As someone who believed Covid would end sooner than it has, and would not have as much long-lasting impact on enterprise work practices, there is some new evidence suggestive of long-term changes. The issue is that the changes pull in different directions.
To be sure, as the pandemic is not yet “over,” it might not be possible to assess the magnitude of potential shifts for some time. Still, there is some evidence that external collaboration impact might be the opposite of internal collaboration impact.
Also, face-to-face meetings might be more important for some roles--such as sales--than for customer support, training and marketing. Meeting clients is seen as the top reason to resume travel, according to a Deloitte survey, while internal meetings and training are more likely to stay online.
U.S. spending on business travel is expected to only reach 25 percent to 35 percent of 2019 levels by the fourth quarter of 2021, and 65 percent to 80 percent a year later, according to a Deloitte survey of 150 travel managers.
To the extent that more remote work is going to be a permanent change, it is worth noting that collaboration and productivity trends might not be as rosy as many self-reports suggest.
A study by researchers of Microsoft employees shows firm-wide remote work caused the collaboration network of workers to become more static and siloed, with fewer bridges between disparate parts. Furthermore, there was a decrease in synchronous communication and an increase in asynchronous communication.
Company-wide remote work caused business groups within Microsoft to become less interconnected, the researchers say.
Remote work also reduced informal collaboration. Furthermore, the shift to firm-wide remote work caused employees to spend a greater share of their collaboration time with their stronger ties, which are better suited to information transfer, and a smaller share of their time with weak ties, which are more likely to provide access to new information, the study suggests.
The researchers suggest that hybrid and mixed-mode work arrangements may not work as firms expect.
To be sure, long-term effects might not be the same as the short-term effects. the period of time over which we measured the causal effects of remote work are quite short (three months), and it is possible that the long-term effects of firm-wide remote work are different.
For example, at the beginning of the pandemic, workers were able to leverage existing network connections, many of which were built in person. This may not be possible if firm-wide remote work were implemented long-term.
In other words, social capital decays over time.

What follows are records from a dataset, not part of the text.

use std::collections::VecDeque;
use std::time::Instant;

use bytes::BytesMut;
use ice::channel::PacketChannel;
use ice::transport::IceTransport;
use shared::error::{Error, Result};
use shared::{TaggedBytesMut, TransportContext};

/// Where the DTLS transport sends its datagrams.
pub enum DtlsChannel {
    /// The selected pair of an ICE transport. STUN traffic is routed to it
    /// and DTLS records can ride inside its checks.
    Ice(Box<IceTransport>),
    /// A fixed 4-tuple without connectivity checks.
    Raw(RawChannel),
}

impl DtlsChannel {
    pub fn ice(&self) -> Option<&IceTransport> {
        match self {
            DtlsChannel::Ice(ice) => Some(ice.as_ref()),
            DtlsChannel::Raw(_) => None,
        }
    }

    pub fn ice_mut(&mut self) -> Option<&mut IceTransport> {
        match self {
            DtlsChannel::Ice(ice) => Some(ice.as_mut()),
            DtlsChannel::Raw(_) => None,
        }
    }
}

impl PacketChannel for DtlsChannel {
    fn send(&mut self, now: Instant, buf: &[u8]) -> Result<usize> {
        match self {
            DtlsChannel::Ice(ice) => ice.send(now, buf),
            DtlsChannel::Raw(raw) => raw.send(now, buf),
        }
    }

    fn writable(&self) -> bool {
        match self {
            DtlsChannel::Ice(ice) => ice.writable(),
            DtlsChannel::Raw(raw) => raw.writable(),
        }
    }

    fn poll_transmit(&mut self) -> Option<TaggedBytesMut> {
        match self {
            DtlsChannel::Ice(ice) => ice.poll_transmit(),
            DtlsChannel::Raw(raw) => raw.poll_transmit(),
        }
    }
}

/// A channel bound to one local and one remote address, for peers that
/// reach each other without ICE.
pub struct RawChannel {
    transport: TransportContext,
    writable: bool,
    closed: bool,
    transmits: VecDeque<TaggedBytesMut>,
}

impl RawChannel {
    /// A channel that is writable from the start.
    pub fn new(transport: TransportContext) -> Self {
        Self {
            transport,
            writable: true,
            closed: false,
            transmits: VecDeque::new(),
        }
    }

    pub fn transport(&self) -> &TransportContext {
        &self.transport
    }

    /// Marks the path usable or not, e.g. while a NAT binding is refreshed.
    pub fn set_writable(&mut self, writable: bool) {
        self.writable = writable;
    }

    /// Refuses further sends. Datagrams already queued can still be polled.
    pub(crate) fn close(&mut self) {
        self.closed = true;
        self.writable = false;
    }
}

impl PacketChannel for RawChannel {
    fn send(&mut self, now: Instant, buf: &[u8]) -> Result<usize> {
        if self.closed {
            return Err(Error::ErrClosed);
        }
        if !self.writable {
            return Err(Error::ErrNoSelectedCandidatePair);
        }
        self.transmits.push_back(TaggedBytesMut {
            now,
            transport: self.transport,
            message: BytesMut::from(buf),
        });
        Ok(buf.len())
    }

    fn writable(&self) -> bool {
        self.writable && !self.closed
    }

    fn poll_transmit(&mut self) -> Option<TaggedBytesMut> {
        self.transmits.pop_front()
    }
}

#[cfg(test)]
mod test {
    use super::*;

    #[test]
    fn test_raw_channel() -> Result<()> {
        let now = Instant::now();
        let transport =
            TransportContext::udp("10.0.0.1:5000".parse()?, "10.0.0.2:6000".parse()?);
        let mut channel = DtlsChannel::Raw(RawChannel::new(transport));

        assert!(channel.writable());
        assert!(channel.ice().is_none());
        assert_eq!(channel.send(now, b"hello")?, 5);
        let t = channel.poll_transmit().ok_or(Error::Other("no transmit".to_owned()))?;
        assert_eq!(&t.message[..], b"hello");
        assert_eq!(t.transport.peer_addr, transport.peer_addr);
        assert!(channel.poll_transmit().is_none());

        if let DtlsChannel::Raw(raw) = &mut channel {
            raw.set_writable(false);
        }
        assert!(!channel.writable());
        assert_eq!(
            channel.send(now, b"x"),
            Err(Error::ErrNoSelectedCandidatePair)
        );

        Ok(())
    }
}
#[cfg(test)]
mod description_test;

pub mod common;
pub mod media;
pub mod session;
//! Configuration management for draw-idea
//!
//! - **options**: GenerationOptions read by the composer on every call
//! - **settings**: Settings persisted as JSON between runs

pub mod options;
pub mod settings;

// Re-export commonly used types
pub use options::GenerationOptions;
pub use settings::Settings;
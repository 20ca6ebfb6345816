//! Randomized art-drawing prompts from themed vocabulary pools.
//!
//! The engine is a set of pure functions over an explicit random generator:
//!
//! ```
//! use draw_idea::config::GenerationOptions;
//! use draw_idea::pools::PoolRegistry;
//! use draw_idea::prompt::{compose, daily_prompt, today};
//!
//! let registry = PoolRegistry::builtin();
//! let options = GenerationOptions::default();
//! let prompt = compose(registry, &options, &mut rand::rng());
//! assert!(!prompt.is_empty());
//!
//! // Same date, same options: same text
//! let date = today();
//! assert_eq!(
//!     daily_prompt(registry, &options, date),
//!     daily_prompt(registry, &options, date),
//! );
//! ```

#![forbid(unsafe_code)]

pub mod config;
pub mod constants;
pub mod favorites;
pub mod menu;
pub mod pools;
pub mod prompt;
pub mod session;
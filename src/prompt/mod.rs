//! Prompt composition engine
//!
//! - **merge**: universal + theme pool for one request
//! - **select**: uniform random pick of a single field
//! - **compose**: fragment drafting and final assembly
//! - **mode**: per-mode post-processing of the drafted fragments
//! - **daily**: date-derived seed and the "prompt of the day"

pub mod compose;
pub mod daily;
pub mod merge;
pub mod mode;
pub mod select;

// Re-export commonly used items
pub use compose::compose;
pub use daily::{daily_prompt, daily_seed, daily_seed_today, today};
pub use mode::Mode;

The point is that we might see several trends that run counter to each other, with new “distributed and remote” work modes producing less face-to-face interaction, while sales activities might need to be reinstated for sales operations.

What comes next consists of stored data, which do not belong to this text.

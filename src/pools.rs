//! Vocabulary pools keyed by theme
//!
//! The built-in registry is populated once on first use and never mutated.
//! Themes that carry no explicit thematic binding live in the universal pool;
//! theme pools only add candidates on top of it.

use std::collections::BTreeMap;
use std::sync::LazyLock;

use crate::constants::themes;

/// Prompt field. Every pool uses the same closed set of keys.
#[derive(Debug, Clone, Copy, PartialEq, Eq, PartialOrd, Ord, Hash)]
pub enum Field {
    Subject,
    Action,
    Setting,
    Style,
    Mood,
    Constraint,
    Detail,
}

impl Field {
    pub const ALL: [Field; 7] = [
        Field::Subject,
        Field::Action,
        Field::Setting,
        Field::Style,
        Field::Mood,
        Field::Constraint,
        Field::Detail,
    ];

    /// Label printed in front of an optional fragment (`"стиль: аниме"`)
    pub fn label(self) -> &'static str {
        match self {
            Field::Subject => "персонаж",
            Field::Action => "действие",
            Field::Setting => "окружение",
            Field::Style => "стиль",
            Field::Mood => "настроение",
            Field::Constraint => "ограничение",
            Field::Detail => "деталь",
        }
    }
}

/// Field → ordered candidates. Duplicates are allowed; order carries no priority.
#[derive(Debug, Clone, Default, PartialEq, Eq)]
pub struct Pool {
    fields: BTreeMap<Field, Vec<&'static str>>,
}

impl Pool {
    pub fn new() -> Self {
        Self::default()
    }

    /// Builder-style insert; replaces any previous candidates for `field`
    pub fn with(mut self, field: Field, candidates: &[&'static str]) -> Self {
        self.fields.insert(field, candidates.to_vec());
        self
    }

    /// Candidates for `field`, or `None` when the pool omits it
    pub fn get(&self, field: Field) -> Option<&[&'static str]> {
        self.fields.get(&field).map(Vec::as_slice)
    }

    pub fn fields(&self) -> impl Iterator<Item = Field> + '_ {
        self.fields.keys().copied()
    }

    pub fn is_empty(&self) -> bool {
        self.fields.is_empty()
    }

    pub(crate) fn push_candidates(&mut self, field: Field, candidates: &[&'static str]) {
        self.fields.entry(field).or_default().extend_from_slice(candidates);
    }
}

/// Read-only theme → pool mapping with one designated universal theme
#[derive(Debug, Clone)]
pub struct PoolRegistry {
    universal_name: &'static str,
    universal: Pool,
    themes: Vec<(&'static str, Pool)>,
    empty: Pool,
}

static BUILTIN: LazyLock<PoolRegistry> = LazyLock::new(builtin_registry);

impl PoolRegistry {
    /// Build a registry. `themes` keeps its order and should not repeat the universal name.
    pub fn new(
        universal_name: &'static str,
        universal: Pool,
        themes: Vec<(&'static str, Pool)>,
    ) -> Self {
        Self {
            universal_name,
            universal,
            themes,
            empty: Pool::new(),
        }
    }

    /// The process-wide built-in vocabulary
    pub fn builtin() -> &'static PoolRegistry {
        &BUILTIN
    }

    pub fn universal_name(&self) -> &'static str {
        self.universal_name
    }

    pub fn universal(&self) -> &Pool {
        &self.universal
    }

    pub fn is_universal(&self, theme: &str) -> bool {
        theme == self.universal_name
    }

    /// Pool for `theme`; unknown themes get an empty pool
    pub fn lookup_theme(&self, theme: &str) -> &Pool {
        if self.is_universal(theme) {
            return &self.universal;
        }
        self.themes
            .iter()
            .find(|(name, _)| *name == theme)
            .map(|(_, pool)| pool)
            .unwrap_or(&self.empty)
    }

    pub fn contains(&self, theme: &str) -> bool {
        self.is_universal(theme) || self.themes.iter().any(|(name, _)| *name == theme)
    }

    /// All theme names, universal first
    pub fn themes(&self) -> Vec<&'static str> {
        std::iter::once(self.universal_name)
            .chain(self.themes.iter().map(|(name, _)| *name))
            .collect()
    }
}

fn builtin_registry() -> PoolRegistry {
    let universal = Pool::new()
        .with(
            Field::Subject,
            &[
                "уставший маг",
                "хитрая лиса-алхимик",
                "космический курьер",
                "робот-няня",
                "странствующий музыкант",
                "детектив",
                "техномонах",
                "кулинар-экспериментатор",
                "художник-иллюзионист",
                "пилот дирижабля",
                "школьница с секретом",
                "потерявшийся турист",
            ],
        )
        .with(
            Field::Action,
            &[
                "ищет потерянный артефакт",
                "чинит странный механизм",
                "впервые использует новую силу",
                "прячется от преследователей",
                "готовит зелье",
                "пишет письмо, которое нельзя отправить",
                "спорит с отражением",
                "спасает маленькое существо",
                "делает выбор между долгом и мечтой",
                "пытается не засмеяться в серьёзной ситуации",
                "обнаруживает тайную комнату",
            ],
        )
        .with(
            Field::Setting,
            &[
                "на крыше высокого здания",
                "в заброшенной библиотеке",
                "в шумном ночном рынке",
                "в туманном лесу",
                "в маленькой мастерской",
                "на вокзале под дождём",
                "в пустыне у одинокой вышки",
                "в подземном метро",
                "в старом театре",
                "у моря на рассвете",
                "в комнате, где время остановилось",
            ],
        )
        .with(
            Field::Style,
            &[
                "аниме",
                "реализм",
                "полуреализм",
                "комикс",
                "пиксель-арт",
                "акварель",
                "тушь/лайн",
                "минимализм",
                "low-poly",
                "ч/б графика",
                "скетч карандашом",
            ],
        )
        .with(
            Field::Mood,
            &[
                "спокойное",
                "меланхоличное",
                "напряжённое",
                "уютное",
                "праздничное",
                "таинственное",
                "комедийное",
                "мечтательное",
                "тревожное",
                "торжественное",
            ],
        )
        .with(
            Field::Constraint,
            &[
                "только 3 цвета",
                "без линий (только пятна)",
                "10 минут на скетч",
                "один источник света",
                "без лица (показать эмоцию позой)",
                "только силуэты",
                "вид сверху",
                "одна деталь должна быть красной",
                "максимум 30 штрихов",
            ],
        )
        .with(
            Field::Detail,
            &[
                "у персонажа необычные перчатки",
                "рядом странная табличка",
                "на фоне заметен символ",
                "есть питомец-компаньон",
                "в кадре зеркало/отражение",
                "на одежде нашивка",
                "в воздухе летят бумажки",
                "на столе загадочный чертёж",
                "в углу прячется кот",
            ],
        );

    let fantasy = Pool::new()
        .with(
            Field::Subject,
            &["ведьма", "рыцарь", "эльф-разведчик", "дракончик-воришка", "алхимик"],
        )
        .with(
            Field::Setting,
            &[
                "в руинах храма",
                "в таверне у камина",
                "на мосту над пропастью",
                "у древнего дерева",
            ],
        )
        .with(
            Field::Detail,
            &[
                "магические руны светятся",
                "меч треснул, но держится",
                "фляга с зельем кипит",
            ],
        );

    let sci_fi = Pool::new()
        .with(
            Field::Subject,
            &[
                "кибер-ниндзя",
                "инженер станции",
                "андроид",
                "навигатор корабля",
                "охотник за дронами",
            ],
        )
        .with(
            Field::Setting,
            &[
                "в коридоре космостанции",
                "на пыльной луне",
                "в неоновом переулке",
                "в кабине меха",
            ],
        )
        .with(
            Field::Detail,
            &["на шлеме трещина", "провода торчат наружу", "голограмма мерцает"],
        );

    let everyday = Pool::new()
        .with(
            Field::Subject,
            &[
                "бариста",
                "студент",
                "доставщик еды",
                "музыкант на улице",
                "девушка с блокнотом",
            ],
        )
        .with(
            Field::Setting,
            &[
                "в маленьком кафе",
                "на остановке",
                "в библиотеке",
                "на кухне ночью",
                "в парке",
            ],
        )
        .with(
            Field::Detail,
            &[
                "на столе недопитый чай",
                "кот залез на сумку",
                "на стене смешной плакат",
            ],
        );

    let horror = Pool::new()
        .with(
            Field::Subject,
            &["ночной сторож", "исследователь", "человек в плаще", "кукла", "пациент"],
        )
        .with(
            Field::Setting,
            &[
                "в пустой больнице",
                "в коридоре с мигающей лампой",
                "в доме на окраине",
                "в тоннеле",
            ],
        )
        .with(
            Field::Mood,
            &["тревожное", "пугающе-тихое", "паранойяльное", "гнетущее"],
        )
        .with(
            Field::Detail,
            &["вдалеке слышны шаги", "на стене царапины", "дверь приоткрыта"],
        );

    PoolRegistry::new(
        themes::UNIVERSAL,
        universal,
        vec![
            (themes::FANTASY, fantasy),
            (themes::SCI_FI, sci_fi),
            (themes::EVERYDAY, everyday),
            (themes::HORROR, horror),
        ],
    )
}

On the other hand, many enterprises also will find less need for face-to-face support for some internal operations and some customer-facing tasks.

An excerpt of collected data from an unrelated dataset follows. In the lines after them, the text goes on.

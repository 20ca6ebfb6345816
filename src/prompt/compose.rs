//! Fragment drafting and prompt assembly

use std::fmt;

use rand::Rng;

use crate::config::GenerationOptions;
use crate::constants::{fallback, format};
use crate::pools::{Field, Pool, PoolRegistry};
use crate::prompt::merge::merge;
use crate::prompt::select::pick;

/// Optional fields, in the order they are attempted
const OPTIONAL_ORDER: [Field; 4] = [Field::Style, Field::Mood, Field::Detail, Field::Constraint];

/// One labeled `"{label}: {value}"` piece of a prompt
#[derive(Debug, Clone, Copy, PartialEq, Eq)]
pub struct Fragment {
    pub field: Field,
    pub value: &'static str,
}

impl fmt::Display for Fragment {
    fn fmt(&self, f: &mut fmt::Formatter<'_>) -> fmt::Result {
        write!(f, "{}{}{}", self.field.label(), format::LABEL_SEPARATOR, self.value)
    }
}

/// Drafted prompt: the mandatory core plus optional fragments in output order
#[derive(Debug, Clone, PartialEq, Eq)]
pub struct Fragments {
    core: String,
    optional: Vec<Fragment>,
}

impl Fragments {
    pub fn new(core: impl Into<String>) -> Self {
        Self {
            core: core.into(),
            optional: Vec::new(),
        }
    }

    pub fn push(&mut self, field: Field, value: &'static str) {
        self.optional.push(Fragment { field, value });
    }

    pub fn contains(&self, field: Field) -> bool {
        self.optional.iter().any(|f| f.field == field)
    }

    /// Remove and return the first fragment for `field`
    pub fn take(&mut self, field: Field) -> Option<Fragment> {
        let idx = self.optional.iter().position(|f| f.field == field)?;
        Some(self.optional.remove(idx))
    }

    /// Drop every optional fragment, keeping the core
    pub fn retain_core_only(&mut self) {
        self.optional.clear();
    }

    /// Total fragment count, core included
    pub fn len(&self) -> usize {
        1 + self.optional.len()
    }

    /// Always false: the core fragment is mandatory
    pub fn is_empty(&self) -> bool {
        false
    }

    pub fn render(&self) -> String {
        let mut out = self.core.clone();
        for fragment in &self.optional {
            out.push_str(format::FRAGMENT_SEPARATOR);
            out.push_str(&fragment.to_string());
        }
        out
    }
}

/// Core fragment plus every enabled optional field the pool can supply
pub fn draft<R: Rng + ?Sized>(pool: &Pool, options: &GenerationOptions, rng: &mut R) -> Fragments {
    let subject = pick(pool, Field::Subject, rng).unwrap_or(fallback::SUBJECT);
    let action = pick(pool, Field::Action, rng).unwrap_or(fallback::ACTION);
    let setting = pick(pool, Field::Setting, rng).unwrap_or(fallback::SETTING);

    let mut fragments = Fragments::new(format!("{subject} {action} {setting}"));

    for field in OPTIONAL_ORDER {
        if !options.is_enabled(field) {
            continue;
        }
        if let Some(value) = pick(pool, field, rng) {
            fragments.push(field, value);
        }
    }

    fragments
}

/// Generate one prompt for `options`, drawing from `rng`
///
/// Total: missing candidates degrade to fallback text or omitted fragments.
pub fn compose<R: Rng + ?Sized>(
    registry: &PoolRegistry,
    options: &GenerationOptions,
    rng: &mut R,
) -> String {
    let pool = merge(registry, &options.theme);
    let fragments = draft(&pool, options, rng);
    options.mode.apply(fragments, &pool, options, rng).render()
}

#[cfg(test)]
mod tests {
    use super::*;
    use crate::constants::themes;
    use crate::prompt::Mode;
    use rand::SeedableRng;
    use rand::rngs::StdRng;

    fn options(theme: &str, mode: Mode) -> GenerationOptions {
        GenerationOptions {
            theme: theme.to_string(),
            mode,
            ..GenerationOptions::default()
        }
    }

    fn all_on(theme: &str, mode: Mode) -> GenerationOptions {
        GenerationOptions {
            include_style: true,
            include_mood: true,
            include_constraint: true,
            include_detail: true,
            ..options(theme, mode)
        }
    }

    fn segments(prompt: &str) -> Vec<&str> {
        prompt.split(format::FRAGMENT_SEPARATOR).collect()
    }

    fn value_of<'a>(segment: &'a str, field: Field) -> Option<&'a str> {
        segment
            .strip_prefix(field.label())
            .and_then(|rest| rest.strip_prefix(format::LABEL_SEPARATOR))
    }

    #[test]
    fn test_fragments_render_joins_with_separator() {
        let mut fragments = Fragments::new("кот спит на крыше");
        fragments.push(Field::Style, "аниме");
        fragments.push(Field::Mood, "уютное");
        assert_eq!(fragments.len(), 3);
        assert!(!fragments.is_empty());
        assert_eq!(fragments.render(), "кот спит на крыше; стиль: аниме; настроение: уютное");
    }

    #[test]
    fn test_fragments_take_removes_first_match() {
        let mut fragments = Fragments::new("core");
        fragments.push(Field::Style, "a");
        fragments.push(Field::Mood, "b");
        let taken = fragments.take(Field::Mood);
        assert_eq!(taken, Some(Fragment { field: Field::Mood, value: "b" }));
        assert!(!fragments.contains(Field::Mood));
        assert!(fragments.take(Field::Detail).is_none());
        fragments.retain_core_only();
        assert_eq!(fragments.len(), 1);
        assert!(!fragments.is_empty());
        assert_eq!(fragments.render(), "core");
    }

    #[test]
    fn test_empty_pool_uses_fallbacks() {
        let registry = PoolRegistry::new("all", Pool::new(), Vec::new());
        let mut rng = StdRng::seed_from_u64(0);
        for mode in Mode::ALL {
            let prompt = compose(&registry, &all_on("all", mode), &mut rng);
            assert_eq!(prompt, "кто-то делает что-то странное в неизвестном месте");
        }
    }

    #[test]
    fn test_fantasy_standard_matches_pattern() {
        let registry = PoolRegistry::builtin();
        let merged = merge(registry, themes::FANTASY);
        let universal = registry.universal();
        let opts = options(themes::FANTASY, Mode::Standard);
        let mut rng = StdRng::seed_from_u64(42);

        for _ in 0..100 {
            let prompt = compose(registry, &opts, &mut rng);
            let parts = segments(&prompt);
            assert_eq!(parts.len(), 4, "{prompt}");

            let subjects = merged.get(Field::Subject).unwrap();
            assert_eq!(subjects.len(), 17);
            assert!(subjects.iter().any(|s| parts[0].starts_with(&format!("{s} "))));

            let style = value_of(parts[1], Field::Style).unwrap();
            assert!(universal.get(Field::Style).unwrap().contains(&style));
            assert!(value_of(parts[2], Field::Mood).is_some());
            assert!(value_of(parts[3], Field::Detail).is_some());
        }
    }

    #[test]
    fn test_optional_order_is_style_mood_detail_constraint() {
        let registry = PoolRegistry::builtin();
        let mut rng = StdRng::seed_from_u64(5);
        let prompt = compose(registry, &all_on(themes::UNIVERSAL, Mode::Standard), &mut rng);
        let parts = segments(&prompt);
        assert_eq!(parts.len(), 5);
        assert!(value_of(parts[1], Field::Style).is_some());
        assert!(value_of(parts[2], Field::Mood).is_some());
        assert!(value_of(parts[3], Field::Detail).is_some());
        assert!(value_of(parts[4], Field::Constraint).is_some());
    }

    #[test]
    fn test_all_toggles_off_standard_is_core_only() {
        let registry = PoolRegistry::builtin();
        let opts = GenerationOptions {
            include_style: false,
            include_mood: false,
            include_constraint: false,
            include_detail: false,
            ..options(themes::SCI_FI, Mode::Standard)
        };
        let mut rng = StdRng::seed_from_u64(9);
        let prompt = compose(registry, &opts, &mut rng);
        assert_eq!(segments(&prompt).len(), 1);
    }

    #[test]
    fn test_core_fragment_present_in_every_mode() {
        let registry = PoolRegistry::builtin();
        let mut rng = StdRng::seed_from_u64(11);
        for theme in registry.themes() {
            let merged = merge(registry, theme);
            let subjects = merged.get(Field::Subject).unwrap();
            for mode in Mode::ALL {
                let prompt = compose(registry, &all_on(theme, mode), &mut rng);
                let core = segments(&prompt)[0];
                assert!(!core.contains(format::LABEL_SEPARATOR), "{prompt}");
                assert!(subjects.iter().any(|s| core.starts_with(s)), "{prompt}");
            }
        }
    }

    #[test]
    fn test_same_seed_same_prompt() {
        let registry = PoolRegistry::builtin();
        let opts = all_on(themes::HORROR, Mode::Challenge);
        let a = compose(registry, &opts, &mut StdRng::seed_from_u64(77));
        let b = compose(registry, &opts, &mut StdRng::seed_from_u64(77));
        assert_eq!(a, b);
    }
}
//! Composition modes
//!
//! Each mode is one post-processing rule over the drafted fragments:
//! - **Standard**: keep everything
//! - **QuickSketch**: core plus at most one of style/mood; detail and constraint dropped
//! - **Challenge**: force a constraint and a detail whenever the pool has them

use std::fmt;

use rand::Rng;
use serde::{Deserialize, Serialize};

use crate::config::GenerationOptions;
use crate::pools::{Field, Pool};
use crate::prompt::compose::Fragments;
use crate::prompt::select::pick;

#[derive(Debug, Clone, Copy, Default, PartialEq, Eq, Serialize, Deserialize, clap::ValueEnum)]
pub enum Mode {
    #[serde(rename = "быстрый скетч")]
    #[value(name = "quick-sketch")]
    QuickSketch,
    #[default]
    #[serde(rename = "стандарт")]
    #[value(name = "standard")]
    Standard,
    #[serde(rename = "челлендж")]
    #[value(name = "challenge")]
    Challenge,
}

impl Mode {
    /// Menu order
    pub const ALL: [Mode; 3] = [Mode::QuickSketch, Mode::Standard, Mode::Challenge];

    /// Display name, also the persisted form
    pub fn name(self) -> &'static str {
        match self {
            Mode::QuickSketch => "быстрый скетч",
            Mode::Standard => "стандарт",
            Mode::Challenge => "челлендж",
        }
    }

    /// Apply this mode's rule to the drafted fragments
    pub fn apply<R: Rng + ?Sized>(
        self,
        fragments: Fragments,
        pool: &Pool,
        options: &GenerationOptions,
        rng: &mut R,
    ) -> Fragments {
        match self {
            Mode::Standard => fragments,
            Mode::QuickSketch => quick_sketch(fragments, options),
            Mode::Challenge => challenge(fragments, pool, rng),
        }
    }
}

impl fmt::Display for Mode {
    fn fmt(&self, f: &mut fmt::Formatter<'_>) -> fmt::Result {
        f.write_str(self.name())
    }
}

/// Core fragment plus a single extra: style if enabled and present, else mood
/// if enabled and present. Detail is never used as the extra.
pub fn quick_sketch(mut fragments: Fragments, options: &GenerationOptions) -> Fragments {
    let style = options
        .include_style
        .then(|| fragments.take(Field::Style))
        .flatten();
    let extra = style.or_else(|| {
        options
            .include_mood
            .then(|| fragments.take(Field::Mood))
            .flatten()
    });

    fragments.retain_core_only();
    if let Some(extra) = extra {
        fragments.push(extra.field, extra.value);
    }
    fragments
}

/// Append a constraint, then a detail, for whichever is missing. Toggles are
/// ignored; an empty pool field is simply left out.
pub fn challenge<R: Rng + ?Sized>(mut fragments: Fragments, pool: &Pool, rng: &mut R) -> Fragments {
    for field in [Field::Constraint, Field::Detail] {
        if fragments.contains(field) {
            continue;
        }
        if let Some(value) = pick(pool, field, rng) {
            fragments.push(field, value);
        }
    }
    fragments
}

On a broader level, we might look at an analogy to changes wrought by widespread use of the internet and mobility. Every content business you can think of was changed, first by the internet and then by mobility.
To the extent that the internet reduced information gaps or friction, demand for trade shows, magazines and newspapers actually fell. Much the same has happened with mobile-based communication and media. Newspaper revenues fell while online revenue grew.
Home video shifted to online. Linear subscriptions shifted to internet-based subscriptions. Music likewise shifted from physical media to internet delivery.
In the business world, software distribution also shifted from physical media to online fulfillment; products to services. With quality broadband nearly ubiquitous, computing shifted from local to remote, as well.
To the extent that trade shows, trade journals and specialized business publications were needed to reduce information friction, there simply was less need once the internet made information more transparent and easy to get.
There may be parallels with the ways business information and commerce changes after Covid. Demand for some activities will decline while others replace them. Business travel, trade shows and collaboration itself might be altered on a permanent basis.